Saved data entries
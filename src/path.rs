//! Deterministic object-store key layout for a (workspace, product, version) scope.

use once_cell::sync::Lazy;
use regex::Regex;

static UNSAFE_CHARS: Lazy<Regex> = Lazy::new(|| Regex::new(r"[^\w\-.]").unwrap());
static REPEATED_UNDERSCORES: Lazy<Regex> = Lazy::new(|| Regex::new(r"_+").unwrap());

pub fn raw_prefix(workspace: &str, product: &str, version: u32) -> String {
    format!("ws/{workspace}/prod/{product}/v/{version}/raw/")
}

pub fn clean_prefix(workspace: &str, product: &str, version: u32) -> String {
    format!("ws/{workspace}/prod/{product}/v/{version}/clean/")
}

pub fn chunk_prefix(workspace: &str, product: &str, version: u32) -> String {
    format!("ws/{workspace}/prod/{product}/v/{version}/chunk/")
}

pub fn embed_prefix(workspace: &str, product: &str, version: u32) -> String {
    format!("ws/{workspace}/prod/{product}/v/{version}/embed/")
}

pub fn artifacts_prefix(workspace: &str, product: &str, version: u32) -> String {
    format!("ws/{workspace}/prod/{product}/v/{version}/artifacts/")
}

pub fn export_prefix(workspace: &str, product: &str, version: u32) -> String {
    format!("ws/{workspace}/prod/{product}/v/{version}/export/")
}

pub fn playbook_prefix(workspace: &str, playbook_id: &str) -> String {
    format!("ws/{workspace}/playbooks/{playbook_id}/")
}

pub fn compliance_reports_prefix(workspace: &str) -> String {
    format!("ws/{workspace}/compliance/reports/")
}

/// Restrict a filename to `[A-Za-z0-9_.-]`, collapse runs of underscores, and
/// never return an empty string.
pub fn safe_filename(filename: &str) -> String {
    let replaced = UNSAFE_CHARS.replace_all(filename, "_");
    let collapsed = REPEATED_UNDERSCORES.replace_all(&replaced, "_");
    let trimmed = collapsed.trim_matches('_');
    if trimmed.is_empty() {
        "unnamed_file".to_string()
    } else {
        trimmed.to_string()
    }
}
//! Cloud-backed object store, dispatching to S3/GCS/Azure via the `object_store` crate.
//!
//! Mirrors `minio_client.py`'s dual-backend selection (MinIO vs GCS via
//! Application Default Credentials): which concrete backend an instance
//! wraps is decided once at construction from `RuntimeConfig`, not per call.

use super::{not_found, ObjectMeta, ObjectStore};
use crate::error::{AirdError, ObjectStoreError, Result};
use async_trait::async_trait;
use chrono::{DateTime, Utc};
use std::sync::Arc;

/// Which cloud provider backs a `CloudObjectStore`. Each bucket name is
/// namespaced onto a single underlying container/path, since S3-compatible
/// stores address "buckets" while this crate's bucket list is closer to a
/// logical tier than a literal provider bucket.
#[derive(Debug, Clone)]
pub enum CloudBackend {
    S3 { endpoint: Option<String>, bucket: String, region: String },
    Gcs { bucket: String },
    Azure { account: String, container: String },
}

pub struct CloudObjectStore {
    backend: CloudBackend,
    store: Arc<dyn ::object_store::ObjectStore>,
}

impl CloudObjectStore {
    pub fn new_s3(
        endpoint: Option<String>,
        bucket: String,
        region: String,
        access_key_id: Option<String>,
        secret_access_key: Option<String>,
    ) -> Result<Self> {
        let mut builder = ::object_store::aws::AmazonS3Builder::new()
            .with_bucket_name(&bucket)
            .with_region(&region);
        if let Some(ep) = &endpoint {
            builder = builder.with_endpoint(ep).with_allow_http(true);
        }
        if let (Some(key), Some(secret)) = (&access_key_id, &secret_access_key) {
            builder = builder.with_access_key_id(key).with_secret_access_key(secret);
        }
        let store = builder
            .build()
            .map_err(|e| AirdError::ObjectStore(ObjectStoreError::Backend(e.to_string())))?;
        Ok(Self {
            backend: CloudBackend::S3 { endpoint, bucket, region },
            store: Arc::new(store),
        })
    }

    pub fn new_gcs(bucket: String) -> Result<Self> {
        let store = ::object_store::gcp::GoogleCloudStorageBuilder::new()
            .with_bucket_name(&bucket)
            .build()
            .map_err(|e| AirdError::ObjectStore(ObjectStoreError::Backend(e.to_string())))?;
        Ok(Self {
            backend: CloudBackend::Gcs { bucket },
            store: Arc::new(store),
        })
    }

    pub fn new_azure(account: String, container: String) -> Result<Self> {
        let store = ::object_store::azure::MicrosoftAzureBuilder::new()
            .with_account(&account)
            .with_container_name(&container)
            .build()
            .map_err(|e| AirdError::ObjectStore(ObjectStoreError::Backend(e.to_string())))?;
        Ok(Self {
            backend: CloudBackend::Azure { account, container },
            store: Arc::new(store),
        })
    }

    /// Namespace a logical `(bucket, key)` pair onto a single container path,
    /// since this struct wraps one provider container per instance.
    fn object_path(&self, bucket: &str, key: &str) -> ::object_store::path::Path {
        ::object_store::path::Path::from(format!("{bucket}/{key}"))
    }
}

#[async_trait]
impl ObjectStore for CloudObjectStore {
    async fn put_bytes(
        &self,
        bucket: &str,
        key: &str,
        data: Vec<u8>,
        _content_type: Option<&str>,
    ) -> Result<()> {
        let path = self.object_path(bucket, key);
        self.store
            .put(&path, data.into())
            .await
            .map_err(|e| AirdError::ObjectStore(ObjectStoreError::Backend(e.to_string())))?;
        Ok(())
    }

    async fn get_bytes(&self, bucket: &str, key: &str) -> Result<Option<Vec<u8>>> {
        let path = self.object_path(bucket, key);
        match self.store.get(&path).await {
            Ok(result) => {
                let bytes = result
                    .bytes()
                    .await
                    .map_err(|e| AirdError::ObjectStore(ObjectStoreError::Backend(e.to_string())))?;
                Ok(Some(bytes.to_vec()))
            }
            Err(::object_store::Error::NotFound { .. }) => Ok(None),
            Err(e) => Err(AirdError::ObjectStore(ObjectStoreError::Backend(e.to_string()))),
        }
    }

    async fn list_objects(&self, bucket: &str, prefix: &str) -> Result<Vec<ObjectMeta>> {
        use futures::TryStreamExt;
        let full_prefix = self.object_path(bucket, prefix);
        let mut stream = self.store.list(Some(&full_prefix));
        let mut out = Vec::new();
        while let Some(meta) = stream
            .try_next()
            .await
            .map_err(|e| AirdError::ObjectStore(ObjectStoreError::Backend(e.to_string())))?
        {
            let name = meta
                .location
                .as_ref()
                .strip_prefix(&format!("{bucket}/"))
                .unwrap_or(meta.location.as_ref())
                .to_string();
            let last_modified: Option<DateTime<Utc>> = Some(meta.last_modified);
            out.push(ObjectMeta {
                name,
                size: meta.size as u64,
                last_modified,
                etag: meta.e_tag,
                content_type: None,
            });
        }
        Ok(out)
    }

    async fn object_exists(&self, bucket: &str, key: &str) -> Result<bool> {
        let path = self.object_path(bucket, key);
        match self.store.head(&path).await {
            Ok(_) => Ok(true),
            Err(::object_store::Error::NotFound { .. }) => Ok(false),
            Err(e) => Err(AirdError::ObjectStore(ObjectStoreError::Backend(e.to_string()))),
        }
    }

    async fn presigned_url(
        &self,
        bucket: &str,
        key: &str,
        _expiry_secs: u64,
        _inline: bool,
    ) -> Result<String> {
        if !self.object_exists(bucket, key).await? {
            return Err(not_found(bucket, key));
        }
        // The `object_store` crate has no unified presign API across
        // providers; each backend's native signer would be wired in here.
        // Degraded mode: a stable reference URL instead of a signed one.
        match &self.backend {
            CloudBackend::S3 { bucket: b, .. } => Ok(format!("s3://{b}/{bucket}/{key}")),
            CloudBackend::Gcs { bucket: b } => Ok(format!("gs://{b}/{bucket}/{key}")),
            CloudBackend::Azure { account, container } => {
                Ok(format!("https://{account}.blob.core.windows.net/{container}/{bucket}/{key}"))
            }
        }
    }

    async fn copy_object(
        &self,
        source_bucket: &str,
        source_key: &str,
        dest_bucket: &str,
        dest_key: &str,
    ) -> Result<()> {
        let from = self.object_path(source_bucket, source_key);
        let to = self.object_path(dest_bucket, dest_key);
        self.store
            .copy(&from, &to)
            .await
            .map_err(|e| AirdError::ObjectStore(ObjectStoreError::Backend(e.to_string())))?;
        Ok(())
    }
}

▶ _Work order_
Your answer should be the lines of the records that include the word "this".

▶ _Exercise result_
/// stores address "buckets" while this crate's bucket list is closer to a
    /// since this struct wraps one provider container per instance.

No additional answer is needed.